Pneumonia represents a leading cause of death. Recently, a novel treatment strategy for pneumonia has involved enhancing the host pulmonary innate immune response by pre-exposure to aerosolized toll-like receptor (TLR)9 and TLR2/6 agonists, known as O/P. O/P inhalation in mice has been demonstrated to stimulate innate lung immunity, and thus increase survival against subsequent pneumonia infection while producing barely detectable increases in systemic cytokines. Here, we examined the safety of O/P treatment when used in mice that are inflamed systemically. Swiss-Webster mice were treated with two doses of aerosolized O/P (1× or 8×) vs phosphate buffered saline (PBS) either immediately before intraperitoneal injection of 0.1mg/kg lipopolysaccharide (LPS) or PBS (equivolume) or 2h after.
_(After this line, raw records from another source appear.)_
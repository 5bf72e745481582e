//! Gateway protocol types for communication between scripthost and chat gateways.
//!
//! A gateway bridges one chat platform (Telegram today) to the scripthost core.
//! The two sides exchange tagged serde enums over channels:
//!
//! - **Commands** (scripthost → gateway): send or edit messages, answer button presses
//! - **Events** (gateway → scripthost): incoming messages, uploads, button presses
//!
//! The enums serialize as JSON with a `type` tag so that a gateway can also run
//! out of process and speak JSON Lines over stdio.
//!
//! # Example
//!
//! ```ignore
//! use scripthost_gateway_protocol::{GatewayCommand, GatewayEvent};
//!
//! let event = GatewayEvent::Ready {
//!     gateway: "my-gateway".to_string(),
//!     version: "1.0.0".to_string(),
//!     capabilities: vec![],
//! };
//! println!("{}", serde_json::to_string(&event)?);
//! ```

use base64::Engine;
use chrono::{DateTime, Utc};
use serde::{Deserialize, Serialize};

// ============================================================================
// Commands (scripthost → Gateway)
// ============================================================================

/// Commands sent from scripthost to a gateway.
#[derive(Debug, Clone, Serialize, Deserialize)]
#[serde(tag = "type", rename_all = "snake_case")]
pub enum GatewayCommand {
    /// Send a text message to a chat.
    SendMessage {
        request_id: String,
        chat_id: String,
        content: String,
        #[serde(default, skip_serializing_if = "Option::is_none")]
        reply_to: Option<String>,
        /// Buttons attached to the message (control panel).
        #[serde(default, skip_serializing_if = "Option::is_none")]
        inline_keyboard: Option<InlineKeyboard>,
        /// Persistent keyboard replacing the user's text input (main menu).
        #[serde(default, skip_serializing_if = "Option::is_none")]
        reply_keyboard: Option<ReplyKeyboard>,
    },

    /// Show typing indicator in a chat.
    SendTyping {
        chat_id: String,
        /// Duration in seconds (0 = stop typing indicator).
        #[serde(default)]
        duration: u32,
    },

    /// Edit a previously sent message, optionally replacing its buttons.
    EditMessage {
        request_id: String,
        chat_id: String,
        message_id: String,
        content: String,
        #[serde(default, skip_serializing_if = "Option::is_none")]
        inline_keyboard: Option<InlineKeyboard>,
    },

    /// Health check / ping.
    Ping { request_id: String },

    /// Answer a callback query (dismiss loading indicator on button press).
    AnswerCallbackQuery {
        request_id: String,
        callback_query_id: String,
        #[serde(default, skip_serializing_if = "Option::is_none")]
        text: Option<String>,
        /// Show the text as a modal alert instead of a toast.
        #[serde(default)]
        show_alert: bool,
    },

    /// Request graceful shutdown.
    Shutdown,
}

/// Inline keyboard for interactive buttons in messages.
#[derive(Debug, Clone, PartialEq, Eq, Serialize, Deserialize)]
pub struct InlineKeyboard {
    /// Rows of buttons (each row is a Vec of buttons).
    pub rows: Vec<Vec<InlineButton>>,
}

/// A button in an inline keyboard.
#[derive(Debug, Clone, PartialEq, Eq, Serialize, Deserialize)]
pub struct InlineButton {
    /// Button text displayed to user.
    pub text: String,
    /// Callback data sent when button is pressed.
    pub callback_data: String,
}

impl InlineKeyboard {
    /// Create a single-row keyboard with the given buttons.
    pub fn single_row(buttons: Vec<InlineButton>) -> Self {
        Self {
            rows: vec![buttons],
        }
    }

    /// Iterate over every button, row by row.
    pub fn buttons(&self) -> impl Iterator<Item = &InlineButton> {
        self.rows.iter().flatten()
    }
}

impl InlineButton {
    /// Create a new button.
    pub fn new(text: impl Into<String>, callback_data: impl Into<String>) -> Self {
        Self {
            text: text.into(),
            callback_data: callback_data.into(),
        }
    }
}

/// Persistent reply keyboard. Pressing a button sends its label as a text message.
#[derive(Debug, Clone, PartialEq, Eq, Serialize, Deserialize)]
pub struct ReplyKeyboard {
    pub rows: Vec<Vec<String>>,
    /// Ask the client to shrink the keyboard to fit its buttons.
    #[serde(default)]
    pub resize: bool,
}

// ============================================================================
// Events (Gateway → scripthost)
// ============================================================================

/// Events sent from a gateway to scripthost.
#[derive(Debug, Clone, Serialize, Deserialize)]
#[serde(tag = "type", rename_all = "snake_case")]
pub enum GatewayEvent {
    /// Gateway is ready to receive commands.
    Ready {
        gateway: String,
        version: String,
        #[serde(default)]
        capabilities: Vec<String>,
    },

    /// Incoming message from a user.
    MessageReceived(Box<MessageReceivedData>),

    /// Callback query from inline keyboard button press.
    CallbackQuery(Box<CallbackQueryData>),

    /// Command completed successfully.
    CommandOk {
        request_id: String,
        #[serde(default, skip_serializing_if = "Option::is_none")]
        message_id: Option<String>,
    },

    /// Command failed.
    CommandError {
        request_id: String,
        code: String,
        message: String,
    },

    /// Response to Ping command.
    Pong {
        request_id: String,
        uptime_seconds: u64,
        connected: bool,
    },

    /// Gateway-level error (not tied to a specific command).
    Error {
        code: String,
        message: String,
        /// Whether this error is fatal (gateway will shut down).
        #[serde(default)]
        fatal: bool,
    },

    /// Gateway is shutting down.
    Shutdown { reason: String },
}

/// Data for a callback query event (inline keyboard button press).
#[derive(Debug, Clone, Serialize, Deserialize)]
pub struct CallbackQueryData {
    /// Unique identifier for this callback query.
    pub callback_query_id: String,
    /// Chat where the callback originated.
    pub chat_id: String,
    /// User who pressed the button.
    pub sender: Sender,
    /// Message ID that contained the inline keyboard.
    pub message_id: String,
    /// Data from the pressed button.
    pub data: String,
}

/// Data for an incoming message event.
#[derive(Debug, Clone, Serialize, Deserialize)]
pub struct MessageReceivedData {
    pub message_id: String,
    pub chat_id: String,
    pub sender: Sender,
    pub content: MessageContent,
    /// Timestamp when the message was sent (from the platform).
    #[serde(default, skip_serializing_if = "Option::is_none")]
    pub timestamp: Option<DateTime<Utc>>,
}

/// Sender information for incoming messages.
#[derive(Debug, Clone, Serialize, Deserialize)]
pub struct Sender {
    pub id: String,
    #[serde(default, skip_serializing_if = "Option::is_none")]
    pub username: Option<String>,
    #[serde(default, skip_serializing_if = "Option::is_none")]
    pub display_name: Option<String>,
}

/// Content of an incoming message.
#[derive(Debug, Clone, Serialize, Deserialize)]
#[serde(tag = "type", rename_all = "snake_case")]
pub enum MessageContent {
    /// Plain text message.
    Text { text: String },

    /// Uploaded file. The gateway downloads it before emitting the event.
    Document {
        file_name: String,
        #[serde(default, skip_serializing_if = "Option::is_none")]
        mime_type: Option<String>,
        /// Base64-encoded file content.
        data: String,
    },

    /// Unknown/unsupported content type.
    Unknown {
        #[serde(default)]
        raw: serde_json::Value,
    },
}

impl MessageContent {
    /// Build a document payload from raw bytes.
    pub fn document(
        file_name: impl Into<String>,
        mime_type: Option<String>,
        bytes: &[u8],
    ) -> Self {
        MessageContent::Document {
            file_name: file_name.into(),
            mime_type,
            data: base64::engine::general_purpose::STANDARD.encode(bytes),
        }
    }

    /// Extract text content if this is a text message.
    pub fn as_text(&self) -> Option<&str> {
        match self {
            MessageContent::Text { text } => Some(text),
            _ => None,
        }
    }

    /// Decode the bytes of a document message.
    ///
    /// Returns `None` for non-document content.
    pub fn document_bytes(&self) -> Option<Result<Vec<u8>, base64::DecodeError>> {
        match self {
            MessageContent::Document { data, .. } => {
                Some(base64::engine::general_purpose::STANDARD.decode(data))
            }
            _ => None,
        }
    }
}

// ============================================================================
// Gateway Capabilities
// ============================================================================

/// Well-known gateway capabilities.
pub mod capabilities {
    /// Gateway supports editing messages.
    pub const EDIT: &str = "edit";
    /// Gateway supports typing indicators.
    pub const TYPING: &str = "typing";
    /// Gateway supports reply-to (threading).
    pub const REPLY: &str = "reply";
    /// Gateway supports inline keyboards for interactive buttons.
    pub const INLINE_KEYBOARD: &str = "inline_keyboard";
    /// Gateway supports persistent reply keyboards.
    pub const REPLY_KEYBOARD: &str = "reply_keyboard";
    /// Gateway forwards uploaded documents.
    pub const DOCUMENTS: &str = "documents";
}

// ============================================================================
// Error Codes
// ============================================================================

/// Well-known error codes for CommandError and Error events.
pub mod error_codes {
    /// Platform API error.
    pub const PLATFORM_ERROR: &str = "platform_error";
    /// Invalid request from scripthost.
    pub const INVALID_REQUEST: &str = "invalid_request";
    /// Uploaded file could not be downloaded.
    pub const DOWNLOAD_FAILED: &str = "download_failed";
}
Sickness responses (reduced body weight, food intake, activity and social interaction) were examined at 2 and 5.5h post-treatment. Immediately following behavioral testing, mice were euthanized, perfused with PBS, and brains, spleens, livers and lungs snap frozen for assessment of pro-inflammatory cytokine mRNAs. While O/P treatment alone increased lung IL-1β, IFNγ and TNF-α, no such effects were observed in the brain, spleen or liver. Furthermore, there was no evidence that O/P treatment administered before or after LPS had any synergizing effect to potentiate the cytokine response to LPS in any compartment measured. Supportive of these findings were the measures of sickness behaviors that did not show any increased sickness response in O/P-treated mice exposed to LPS, suggestive that the cytokine signal produced in the lungs from O/P inhalation did not propagate to the brain and synergize with LPS-induced neuroinflammation. These findings support the safety of the use of O/P inhalation as a preventative measure against pneumonia and demonstrate a unique ability of the lungs to compartmentalize pulmonary inflammation and limit propagation of the cytokine signal to the brain.